[Stored data]
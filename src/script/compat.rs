//! Helpers that paper over differences between Lua runtime versions.

use mlua::{Function, Lua, Table, Value};

/// Registry slot holding the runtime's own `tostring`, captured before scripts run.
const TOSTRING_KEY: &str = "mapstate.tostring";

/// Remember the pristine `tostring` so scripts overriding the global cannot
/// change how the host stringifies values.
pub fn install(lua: &Lua) -> mlua::Result<()> {
    let tostring: Function = lua.globals().get("tostring")?;
    lua.set_named_registry_value(TOSTRING_KEY, tostring)
}

/// Convert any value to a string the way `luaL_tolstring` does.
///
/// Honours `__tostring` (which must return a string) and `__name`.
pub fn tostring(lua: &Lua, value: &Value) -> mlua::Result<String> {
    if let Value::String(s) = value {
        return Ok(s.to_str()?.to_string());
    }

    let tostring = match lua.named_registry_value::<Function>(TOSTRING_KEY) {
        Ok(f) => f,
        Err(_) => lua.globals().get::<Function>("tostring")?,
    };
    match tostring.call::<Value>(value.clone())? {
        Value::String(s) => Ok(s.to_str()?.to_string()),
        _ => Err(mlua::Error::RuntimeError(
            "'__tostring' must return a string".to_string(),
        )),
    }
}

/// Fetch `parent[name]` as a table, creating and storing an empty one if it
/// is missing or not a table.
///
/// Returns the table and whether it already existed.
pub fn subtable(lua: &Lua, parent: &Table, name: &str) -> mlua::Result<(Table, bool)> {
    match parent.get::<Value>(name)? {
        Value::Table(table) => Ok((table, true)),
        _ => {
            let table = lua.create_table()?;
            parent.set(name, table.clone())?;
            Ok((table, false))
        }
    }
}
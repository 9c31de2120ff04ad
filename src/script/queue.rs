//! Blocking message queue feeding one Lua state.
//!
//! Producers on any thread push; the thread owning the state drains it.

use std::collections::VecDeque;
use std::time::{Duration, Instant};

use parking_lot::{Condvar, Mutex};

/// A cross-state event notification.
#[derive(Debug, Clone, PartialEq, Eq)]
pub struct Message {
    /// Map id the event was registered under.
    pub map_id: u32,
    /// Event name.
    pub event_name: String,
    /// Opaque payload passed to the handler.
    pub data: String,
}

impl Message {
    pub fn new(map_id: u32, event_name: impl Into<String>, data: impl Into<String>) -> Self {
        Self {
            map_id,
            event_name: event_name.into(),
            data: data.into(),
        }
    }
}

struct Inner {
    messages: VecDeque<Message>,
    closed: bool,
}

/// Thread-safe FIFO with a blocking `pop` and a close signal.
pub struct MessageQueue {
    inner: Mutex<Inner>,
    available: Condvar,
}

impl MessageQueue {
    pub fn new() -> Self {
        Self {
            inner: Mutex::new(Inner {
                messages: VecDeque::new(),
                closed: false,
            }),
            available: Condvar::new(),
        }
    }

    /// Enqueue a message and wake one waiter.
    ///
    /// Returns `false` if the queue has been closed; the message is dropped.
    pub fn push(&self, message: Message) -> bool {
        {
            let mut inner = self.inner.lock();
            if inner.closed {
                return false;
            }
            inner.messages.push_back(message);
        }
        self.available.notify_one();
        true
    }

    /// Dequeue a message, blocking while the queue is empty.
    ///
    /// Returns `None` once the queue is closed and fully drained.
    pub fn pop(&self) -> Option<Message> {
        let mut inner = self.inner.lock();
        loop {
            if let Some(message) = inner.messages.pop_front() {
                return Some(message);
            }
            if inner.closed {
                return None;
            }
            self.available.wait(&mut inner);
        }
    }

    /// Like `pop`, but gives up after `timeout`.
    pub fn pop_timeout(&self, timeout: Duration) -> Option<Message> {
        let deadline = Instant::now() + timeout;
        let mut inner = self.inner.lock();
        loop {
            if let Some(message) = inner.messages.pop_front() {
                return Some(message);
            }
            if inner.closed {
                return None;
            }
            if self.available.wait_until(&mut inner, deadline).timed_out() {
                return inner.messages.pop_front();
            }
        }
    }

    /// Dequeue a message without blocking.
    pub fn try_pop(&self) -> Option<Message> {
        self.inner.lock().messages.pop_front()
    }

    /// Take every message queued right now.
    ///
    /// Messages pushed while the caller processes the batch stay queued.
    pub fn drain(&self) -> Vec<Message> {
        self.inner.lock().messages.drain(..).collect()
    }

    /// Whether the queue is empty. Advisory only: producers may push at any time.
    pub fn empty(&self) -> bool {
        self.inner.lock().messages.is_empty()
    }

    pub fn len(&self) -> usize {
        self.inner.lock().messages.len()
    }

    /// Reject further pushes and wake every blocked `pop`.
    pub fn close(&self) {
        self.inner.lock().closed = true;
        self.available.notify_all();
    }

    pub fn is_closed(&self) -> bool {
        self.inner.lock().closed
    }
}

impl Default for MessageQueue {
    fn default() -> Self {
        Self::new()
    }
}

#[cfg(test)]
mod tests {
    use super::*;
    use std::sync::Arc;
    use std::thread;

    #[test]
    fn test_fifo_order() {
        let queue = MessageQueue::new();
        queue.push(Message::new(1, "a", "1"));
        queue.push(Message::new(1, "a", "2"));
        queue.push(Message::new(2, "b", "3"));

        assert_eq!(queue.len(), 3);
        assert_eq!(queue.pop().unwrap().data, "1");
        assert_eq!(queue.pop().unwrap().data, "2");
        assert_eq!(queue.try_pop().unwrap().data, "3");
        assert!(queue.try_pop().is_none());
        assert!(queue.empty());
    }

    #[test]
    fn test_drain_takes_snapshot() {
        let queue = MessageQueue::new();
        queue.push(Message::new(1, "e", "x"));
        queue.push(Message::new(1, "e", "y"));

        let batch = queue.drain();
        assert_eq!(batch.len(), 2);
        assert!(queue.empty());
    }

    #[test]
    fn test_pop_blocks_until_push() {
        let queue = Arc::new(MessageQueue::new());
        let consumer = {
            let queue = Arc::clone(&queue);
            thread::spawn(move || queue.pop())
        };

        thread::sleep(Duration::from_millis(50));
        assert!(!consumer.is_finished());

        queue.push(Message::new(1, "ready", "payload"));
        let message = consumer.join().unwrap();
        assert_eq!(message, Some(Message::new(1, "ready", "payload")));
    }

    #[test]
    fn test_close_wakes_blocked_pop() {
        let queue = Arc::new(MessageQueue::new());
        let consumer = {
            let queue = Arc::clone(&queue);
            thread::spawn(move || queue.pop())
        };

        thread::sleep(Duration::from_millis(20));
        queue.close();
        assert_eq!(consumer.join().unwrap(), None);
    }

    #[test]
    fn test_close_rejects_push_but_drains_remaining() {
        let queue = MessageQueue::new();
        assert!(queue.push(Message::new(1, "e", "kept")));
        queue.close();

        assert!(queue.is_closed());
        assert!(!queue.push(Message::new(1, "e", "dropped")));
        assert_eq!(queue.pop().unwrap().data, "kept");
        assert_eq!(queue.pop(), None);
    }

    #[test]
    fn test_pop_timeout_expires() {
        let queue = MessageQueue::new();
        let started = Instant::now();
        assert!(queue.pop_timeout(Duration::from_millis(30)).is_none());
        assert!(started.elapsed() >= Duration::from_millis(30));
    }
}
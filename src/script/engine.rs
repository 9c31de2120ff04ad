//! One sandboxed Lua state bound to a map instance.

use std::collections::HashMap;
use std::sync::atomic::{AtomicU64, Ordering};
use std::sync::{Arc, OnceLock};
use std::thread::{self, ThreadId};

use mlua::{Function, HookTriggers, Lua, RegistryKey, Table, Value, VmState};
use parking_lot::Mutex;
use tracing::{debug, error, warn};

use super::api;
use super::bus::{EventKey, StateEventBus};
use super::compat;
use super::key::StateKey;
use super::queue::MessageQueue;
use crate::{MapStateError, Result};

/// Instructions between two checks of the instruction budget.
const HOOK_INTERVAL: u32 = 10_000;

/// Resource limits applied to every entry into a state.
#[derive(Debug, Clone)]
pub struct ResourceLimits {
    /// Maximum number of instructions per entry (0 = unlimited).
    pub max_instructions: u64,
    /// Maximum memory in bytes (0 = unlimited).
    pub max_memory: usize,
}

impl Default for ResourceLimits {
    fn default() -> Self {
        Self {
            max_instructions: 1_000_000,
            max_memory: 64 * 1024 * 1024,
        }
    }
}

/// Settings a state is built with.
#[derive(Debug, Clone, Default)]
pub struct EngineOptions {
    pub limits: ResourceLimits,
    /// Keep the Lua traceback in reported errors.
    pub traceback: bool,
    /// Exposed to scripts through `IsCompatibilityMode()`.
    pub compatibility_mode: bool,
    /// Value of `package.path`.
    pub require_path: String,
}

/// State shared between a [`ScriptEngine`] and the native functions it exposes.
pub(crate) struct StateContext {
    pub key: StateKey,
    pub bus: Arc<StateEventBus>,
    pub compatibility_mode: bool,
    handlers: Mutex<HashMap<EventKey, RegistryKey>>,
}

impl StateContext {
    /// Store `handler` for `(map_id, name)` in this state and route the event here.
    ///
    /// A previous handler of this state for the same key is released.
    pub fn register_handler(
        &self,
        lua: &Lua,
        map_id: u32,
        name: String,
        handler: Function,
    ) -> mlua::Result<()> {
        let slot = lua.create_registry_value(handler)?;
        self.bus.register(map_id, &name, self.key);
        self.handlers.lock().insert(EventKey::new(map_id, name), slot);
        Ok(())
    }

    fn handler(&self, lua: &Lua, event: &EventKey) -> mlua::Result<Option<Function>> {
        match self.handlers.lock().get(event) {
            Some(slot) => lua.registry_value(slot).map(Some),
            None => Ok(None),
        }
    }
}

/// Lua state with sandboxing, resource limits and a cross-state inbox.
pub struct ScriptEngine {
    lua: Lua,
    context: Arc<StateContext>,
    inbox: Arc<MessageQueue>,
    owner: OnceLock<ThreadId>,
    instruction_count: Arc<AtomicU64>,
    options: EngineOptions,
}

impl ScriptEngine {
    /// Build a state for `key` and attach its inbox to `bus`.
    pub fn new(key: StateKey, bus: Arc<StateEventBus>, options: EngineOptions) -> Result<Self> {
        let lua = Lua::new();

        compat::install(&lua)
            .map_err(|e| MapStateError::Script(format!("Failed to install compat helpers: {}", e)))?;
        Self::apply_sandbox(&lua, &options.require_path)?;

        if options.limits.max_memory > 0 {
            lua.set_memory_limit(options.limits.max_memory)
                .map_err(|e| MapStateError::Script(format!("Failed to set memory limit: {}", e)))?;
        }

        let context = Arc::new(StateContext {
            key,
            bus: Arc::clone(&bus),
            compatibility_mode: options.compatibility_mode,
            handlers: Mutex::new(HashMap::new()),
        });
        api::register(&lua, Arc::clone(&context))
            .map_err(|e| MapStateError::Script(format!("Failed to register state API: {}", e)))?;

        let inbox = bus.attach(key);
        debug!(state = %key, "created Lua state");

        Ok(Self {
            lua,
            context,
            inbox,
            owner: OnceLock::new(),
            instruction_count: Arc::new(AtomicU64::new(0)),
            options,
        })
    }

    /// Strip host access from the standard library.
    ///
    /// `require` stays available but only searches `require_path`; native
    /// modules cannot be loaded.
    fn apply_sandbox(lua: &Lua, require_path: &str) -> Result<()> {
        let sandbox = || -> mlua::Result<()> {
            let globals = lua.globals();
            for name in ["io", "dofile", "loadfile", "debug"] {
                globals.set(name, Value::Nil)?;
            }

            let os: Table = globals.get("os")?;
            let safe_os = lua.create_table()?;
            for name in ["time", "clock", "date", "difftime"] {
                safe_os.set(name, os.get::<Value>(name)?)?;
            }
            globals.set("os", safe_os.clone())?;

            let package: Table = globals.get("package")?;
            package.set("path", require_path)?;
            package.set("cpath", "")?;
            package.set("loadlib", Value::Nil)?;

            // `require` serves library tables straight from `package.loaded`.
            let loaded: Table = package.get("loaded")?;
            loaded.set("io", Value::Nil)?;
            loaded.set("debug", Value::Nil)?;
            loaded.set("os", safe_os)?;
            Ok(())
        };
        sandbox().map_err(|e| MapStateError::Script(format!("Failed to apply sandbox: {}", e)))
    }

    /// Claim the state for the calling thread, or fail if another thread owns it.
    pub(crate) fn enter(&self) -> Result<()> {
        let current = thread::current().id();
        let owner = *self.owner.get_or_init(|| current);
        if owner != current {
            return Err(MapStateError::WrongThread {
                key: self.context.key,
            });
        }
        Ok(())
    }

    /// Run `f` with the instruction budget armed.
    fn with_limits<R>(&self, f: impl FnOnce() -> mlua::Result<R>) -> mlua::Result<R> {
        self.instruction_count.store(0, Ordering::SeqCst);

        if self.options.limits.max_instructions > 0 {
            let count = Arc::clone(&self.instruction_count);
            let limit = self.options.limits.max_instructions;

            self.lua.set_hook(
                HookTriggers::new().every_nth_instruction(HOOK_INTERVAL),
                move |_lua, _debug| {
                    let current =
                        count.fetch_add(HOOK_INTERVAL as u64, Ordering::SeqCst) + HOOK_INTERVAL as u64;
                    if current > limit {
                        Err(mlua::Error::RuntimeError(
                            "Script exceeded instruction limit".to_string(),
                        ))
                    } else {
                        Ok(VmState::Continue)
                    }
                },
            );
        }

        let result = f();
        let _ = self.lua.remove_hook();
        result
    }

    /// Execute Lua source in this state.
    pub fn execute(&self, source: &str) -> Result<()> {
        self.enter()?;
        self.with_limits(|| self.lua.load(source).exec())
            .map_err(|e| MapStateError::Script(self.describe(&e)))
    }

    /// Run a named chunk and return its result.
    pub fn run_chunk(&self, chunk_name: &str, source: &str) -> Result<Value> {
        self.enter()?;
        self.with_limits(|| {
            self.lua
                .load(source)
                .set_name(format!("@{}", chunk_name))
                .call::<Value>(())
        })
        .map_err(|e| MapStateError::Script(self.describe(&e)))
    }

    /// Deliver every message queued for this state right now.
    ///
    /// Must be called from the owning thread. Handler errors are logged and
    /// do not stop the batch. Returns the number of handlers invoked.
    pub fn process_messages(&self) -> Result<usize> {
        self.enter()?;

        let mut delivered = 0;
        for message in self.inbox.drain() {
            if self.context.bus.owner_of(message.map_id, &message.event_name)
                != Some(self.context.key)
            {
                debug!(
                    state = %self.context.key,
                    map_id = message.map_id,
                    event = %message.event_name,
                    "dropping message for a route this state no longer owns"
                );
                continue;
            }

            let event = EventKey::new(message.map_id, message.event_name);
            let handler = match self.context.handler(&self.lua, &event) {
                Ok(Some(handler)) => handler,
                Ok(None) => continue,
                Err(e) => {
                    error!(state = %self.context.key, event = %event.name, "{}", self.describe(&e));
                    continue;
                }
            };

            match self.with_limits(|| handler.call::<()>(message.data)) {
                Ok(()) => delivered += 1,
                Err(e) => {
                    warn!(
                        state = %self.context.key,
                        map_id = event.map_id,
                        event = %event.name,
                        "state event handler failed: {}",
                        self.describe(&e)
                    );
                }
            }
        }
        Ok(delivered)
    }

    /// Detach from the bus and release every handler slot.
    ///
    /// Does not enter the Lua state, so any thread may call it.
    pub fn shutdown(&self) {
        self.context.bus.detach(self.context.key);
        self.context.handlers.lock().clear();
        debug!(state = %self.context.key, "shut down Lua state");
    }

    /// Render a Lua error for logs, trimming the traceback unless enabled.
    fn describe(&self, err: &mlua::Error) -> String {
        describe_error(err, self.options.traceback)
    }

    /// Set a global value in the Lua environment.
    pub fn set_global<V: mlua::IntoLua>(&self, name: &str, value: V) -> Result<()> {
        self.enter()?;
        self.lua
            .globals()
            .set(name, value)
            .map_err(|e| MapStateError::Script(format!("Failed to set global '{}': {}", name, e)))
    }

    /// Get a global value from the Lua environment.
    pub fn get_global<V: mlua::FromLua>(&self, name: &str) -> Result<V> {
        self.enter()?;
        self.lua
            .globals()
            .get(name)
            .map_err(|e| MapStateError::Script(format!("Failed to get global '{}': {}", name, e)))
    }

    pub fn key(&self) -> StateKey {
        self.context.key
    }

    /// Number of queued, undelivered messages.
    pub fn pending_messages(&self) -> usize {
        self.inbox.len()
    }

    /// Number of events this state has handlers for.
    pub fn handler_count(&self) -> usize {
        self.context.handlers.lock().len()
    }

    pub fn instruction_count(&self) -> u64 {
        self.instruction_count.load(Ordering::SeqCst)
    }

    pub fn options(&self) -> &EngineOptions {
        &self.options
    }

    /// The underlying Lua state. Callers must be on the owning thread.
    pub fn lua(&self) -> &Lua {
        &self.lua
    }
}

/// Render a Lua error, optionally dropping the `stack traceback:` section.
pub(crate) fn describe_error(err: &mlua::Error, traceback: bool) -> String {
    let text = err.to_string();
    if traceback {
        return text;
    }
    match text.find("\nstack traceback:") {
        Some(pos) => text[..pos].to_string(),
        None => text,
    }
}
//! mapstate - per-map Lua scripting states
//!
//! Owns one Lua state per map instance plus a global state, and lets those
//! states exchange named events through a thread-safe queue.

pub mod config;
pub mod error;
pub mod logging;
pub mod script;

pub use config::Config;
pub use error::{MapStateError, Result};
pub use script::{
    EventKey, Message, MessageQueue, ReloadTarget, ScriptEngine, StateEventBus, StateHandle,
    StateKey, StateRegistry, GLOBAL_MAP_ID,
};
//! Composite key identifying one Lua state.

use std::fmt;

/// Reserved map id of the process-wide global state.
pub const GLOBAL_MAP_ID: u32 = u32::MAX;

/// Key of a Lua state: map id in the high 32 bits, instance id in the low 32 bits.
#[derive(Debug, Clone, Copy, PartialEq, Eq, Hash, PartialOrd, Ord)]
pub struct StateKey(u64);

impl StateKey {
    /// Pack a map/instance pair.
    pub const fn new(map_id: u32, instance_id: u32) -> Self {
        Self(((map_id as u64) << 32) | instance_id as u64)
    }

    /// Key of the global state.
    pub const fn global() -> Self {
        Self::new(GLOBAL_MAP_ID, 0)
    }

    /// Rebuild a key from its packed form.
    pub const fn from_raw(raw: u64) -> Self {
        Self(raw)
    }

    /// Packed 64-bit value.
    pub const fn raw(self) -> u64 {
        self.0
    }

    pub const fn map_id(self) -> u32 {
        (self.0 >> 32) as u32
    }

    pub const fn instance_id(self) -> u32 {
        self.0 as u32
    }

    pub const fn is_global(self) -> bool {
        self.0 == Self::global().0
    }
}

impl fmt::Display for StateKey {
    fn fmt(&self, f: &mut fmt::Formatter<'_>) -> fmt::Result {
        if self.is_global() {
            write!(f, "global")
        } else {
            write!(f, "{}:{}", self.map_id(), self.instance_id())
        }
    }
}
use thiserror::Error;

/// # Summary
/// 存储层错误枚举，处理文件与数据库的读写失败。
///
/// # Invariants
/// - 必须通过 `thiserror` 派生 `Error` trait。
#[derive(Error, Debug)]
pub enum StoreError {
    /// 文件系统读写失败
    #[error("IO error: {0}")]
    Io(String),
    /// 数据库操作失败
    #[error("Database error: {0}")]
    Database(String),
    /// 文件内容无法解析
    #[error("Corrupt data: {0}")]
    Corrupt(String),
    /// 序列化失败
    #[error("Serialize error: {0}")]
    Serialize(String),
}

ACTIVITY:
How many lines in the data contain "StateKey"? Answer with the number alone.

REPLY TO THE TASK:
8